Politics

This election is not about Brexit, it is about the climate emergency

Vote for Planet Earth

November 02, 2019
Photo: Pacific Press/SIPA USA/PA Images
Photo: Pacific Press/SIPA USA/PA Images

Bugger Brexit! If we're honest, it's what we all feel—for one reason or another. It is also a sentiment that Boris Johnson hopes will drive into his clutches voters who—he would say—just want Brexit done and dusted. But this election is about far more even than the UK's future relationship with the EU. The reality is that the UK has bigger fish to fry—and none bigger than the existential threat of climate breakdown.

Since Theresa May chose to bet everything on a throw of the electoral dice two years back, attitudes to the environment have undergone a sea change. At the same time, it has begun to dawn on people that frustrating though it is, Brexit is not, after all, the great issue of our time.

One year ago the Intergovernmental Panel on Climate Change warned that we have little more than a decade to act, if we wish to stand any chance of preventing catastrophic, all-pervasive climate breakdown. That message is now getting through, to the extent that people are putting global heating and climate breakdown close to the top of their list of priorities.

There is no question that Brexit preference remains a vote driver. But polling by BritainThinks in July revealed that the British public now worries more about climate change than issues such as terrorism, crime, immigration and housing. Another poll, commissioned by Hope not Hate in September, found that close to three quarters of people in the UK agreed that the world faced a climate emergency.

This helps to explain why schoolkids have been striking in their thousands; why London and dozens of other cities across the world have been brought to a halt by Extinction Rebellion; and why more than half of those polled in a new survey by Opinium said that climate change would affect how they voted in an election; this figure rising to almost three quarters in the under-25s. On top of this, almost two-thirds said they supported a Green New Deal that would see massive and sustained investment in green infrastructure and jobs.

In assuming, then, that everyone is so fed up of the shenanigans that the B-word will be the sole informer of voting intention in the coming poll, the PM is in danger of mis-reading the runes. May's attempt to set Brexit at the heart of the 2017 election foundered on the rocks of incompetent campaigning and the fact that no one party has a stranglehold when it comes to setting an electoral agenda. This time around, Johnson is, it seems, doomed to make the same mistakes.

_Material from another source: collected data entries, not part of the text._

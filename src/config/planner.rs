// ABOUTME: Meal composition and plan assembly tunables with environment overrides
// ABOUTME: Defaults come from the nutrition and meal_split constants
//
// SPDX-License-Identifier: MIT OR Apache-2.0
// Copyright (c) 2025 Pierre Fitness Intelligence

use std::env;
use std::str::FromStr;

use serde::{Deserialize, Serialize};
use tracing::warn;

use crate::constants::{meal_split, nutrition};
use crate::models::MealType;

/// Tunables for the meal composer and plan assembler
#[derive(Debug, Clone, PartialEq, Serialize, Deserialize)]
pub struct MealPlannerConfig {
    /// Share of a meal's target calories given to the protein item
    pub protein_calorie_share: f64,
    /// Calories reserved for the two vegetables
    pub vegetable_calorie_allowance: f64,
    /// Remaining calories above which a grain is added
    pub grain_calorie_threshold: f64,
    /// Serving multiplier for the first vegetable
    pub primary_vegetable_serving: f64,
    /// Serving multiplier for the second vegetable
    pub secondary_vegetable_serving: f64,
    /// Serving multiplier for breakfast/snack fruit
    pub fruit_serving: f64,
    /// Slot calorie multiplier used as `maxCalories` when drawing registered menus
    pub menu_calorie_headroom: f64,
    /// Daily calorie share for breakfast
    pub breakfast_share: f64,
    /// Daily calorie share for lunch
    pub lunch_share: f64,
    /// Daily calorie share for dinner
    pub dinner_share: f64,
    /// Daily calorie share for the snack
    pub snack_share: f64,
}

impl Default for MealPlannerConfig {
    fn default() -> Self {
        Self {
            protein_calorie_share: nutrition::PROTEIN_CALORIE_SHARE,
            vegetable_calorie_allowance: nutrition::VEGETABLE_CALORIE_ALLOWANCE,
            grain_calorie_threshold: nutrition::GRAIN_CALORIE_THRESHOLD,
            primary_vegetable_serving: nutrition::PRIMARY_VEGETABLE_SERVING,
            secondary_vegetable_serving: nutrition::SECONDARY_VEGETABLE_SERVING,
            fruit_serving: nutrition::FRUIT_SERVING,
            menu_calorie_headroom: nutrition::MENU_CALORIE_HEADROOM,
            breakfast_share: meal_split::BREAKFAST,
            lunch_share: meal_split::LUNCH,
            dinner_share: meal_split::DINNER,
            snack_share: meal_split::SNACK,
        }
    }
}

impl MealPlannerConfig {
    /// Load tunables from `MEAL_PLANNER_*` variables, keeping defaults for unset or invalid values
    #[must_use]
    pub fn from_env() -> Self {
        let defaults = Self::default();
        Self {
            protein_calorie_share: share_var(
                "MEAL_PLANNER_PROTEIN_CALORIE_SHARE",
                defaults.protein_calorie_share,
            ),
            vegetable_calorie_allowance: non_negative_var(
                "MEAL_PLANNER_VEGETABLE_CALORIE_ALLOWANCE",
                defaults.vegetable_calorie_allowance,
            ),
            grain_calorie_threshold: non_negative_var(
                "MEAL_PLANNER_GRAIN_CALORIE_THRESHOLD",
                defaults.grain_calorie_threshold,
            ),
            primary_vegetable_serving: non_negative_var(
                "MEAL_PLANNER_PRIMARY_VEGETABLE_SERVING",
                defaults.primary_vegetable_serving,
            ),
            secondary_vegetable_serving: non_negative_var(
                "MEAL_PLANNER_SECONDARY_VEGETABLE_SERVING",
                defaults.secondary_vegetable_serving,
            ),
            fruit_serving: non_negative_var("MEAL_PLANNER_FRUIT_SERVING", defaults.fruit_serving),
            menu_calorie_headroom: non_negative_var(
                "MEAL_PLANNER_MENU_CALORIE_HEADROOM",
                defaults.menu_calorie_headroom,
            ),
            breakfast_share: share_var("MEAL_PLANNER_BREAKFAST_SHARE", defaults.breakfast_share),
            lunch_share: share_var("MEAL_PLANNER_LUNCH_SHARE", defaults.lunch_share),
            dinner_share: share_var("MEAL_PLANNER_DINNER_SHARE", defaults.dinner_share),
            snack_share: share_var("MEAL_PLANNER_SNACK_SHARE", defaults.snack_share),
        }
    }

    /// Daily calorie share for a slot
    #[must_use]
    pub const fn share_for(&self, meal_type: MealType) -> f64 {
        match meal_type {
            MealType::Breakfast => self.breakfast_share,
            MealType::Lunch => self.lunch_share,
            MealType::Dinner => self.dinner_share,
            MealType::Snack => self.snack_share,
        }
    }

    /// Slot calorie target, rounded independently per slot
    #[must_use]
    pub fn slot_calories(&self, daily_calories: f64, meal_type: MealType) -> f64 {
        (daily_calories * self.share_for(meal_type)).round()
    }
}

fn parse_var<T: FromStr>(name: &str) -> Option<Result<T, String>> {
    env::var(name)
        .ok()
        .map(|raw| raw.trim().parse::<T>().map_err(|_| raw))
}

fn non_negative_var(name: &str, default: f64) -> f64 {
    match parse_var::<f64>(name) {
        None => default,
        Some(Ok(value)) if value.is_finite() && value >= 0.0 => value,
        Some(Ok(value)) => {
            warn!(variable = name, value, "Negative tunable ignored, using default {default}");
            default
        }
        Some(Err(raw)) => {
            warn!(variable = name, raw = %raw, "Unparseable tunable ignored, using default {default}");
            default
        }
    }
}

fn share_var(name: &str, default: f64) -> f64 {
    let value = non_negative_var(name, default);
    if value > 1.0 {
        warn!(variable = name, value, "Share above 1.0 ignored, using default {default}");
        return default;
    }
    value
}

#[cfg(test)]
mod tests {
    use super::*;

    #[test]
    fn test_default_split_covers_the_day() {
        let config = MealPlannerConfig::default();
        let total: f64 = MealType::ALL
            .into_iter()
            .map(|meal_type| config.share_for(meal_type))
            .sum();
        assert!((total - 1.0).abs() < 1e-9);
    }

    #[test]
    fn test_slot_calories_round_independently() {
        let config = MealPlannerConfig::default();
        assert!((config.slot_calories(1800.0, MealType::Breakfast) - 450.0).abs() < f64::EPSILON);
        assert!((config.slot_calories(1800.0, MealType::Lunch) - 630.0).abs() < f64::EPSILON);
        assert!((config.slot_calories(1850.0, MealType::Snack) - 93.0).abs() < f64::EPSILON);
    }
}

In the darkest depths of a winter forecast to be one of the coldest of the decade, the voters will trudge to the ballot box for the umpteenth time in the space of just a few years. On this occasion—we are told—it will be different. This time, it will be a once in a generation poll that will define our country and its politics for decades to come. In reality, it will be so much more than this.

There is no arguing with the fact that the election result will go a long way towards codifying the UK's relationship with Europe and mapping out its place on the world stage for the foreseeable future. But there is an even more critical corollary. Due to the intensifying climate emergency, the outcome of the election will not only change our own lives, for better or worse, but shape the futures of our children and of those yet to be born. As such, the election of December 2019 will not be a once in a generation poll. It will be an election for all the generations to come.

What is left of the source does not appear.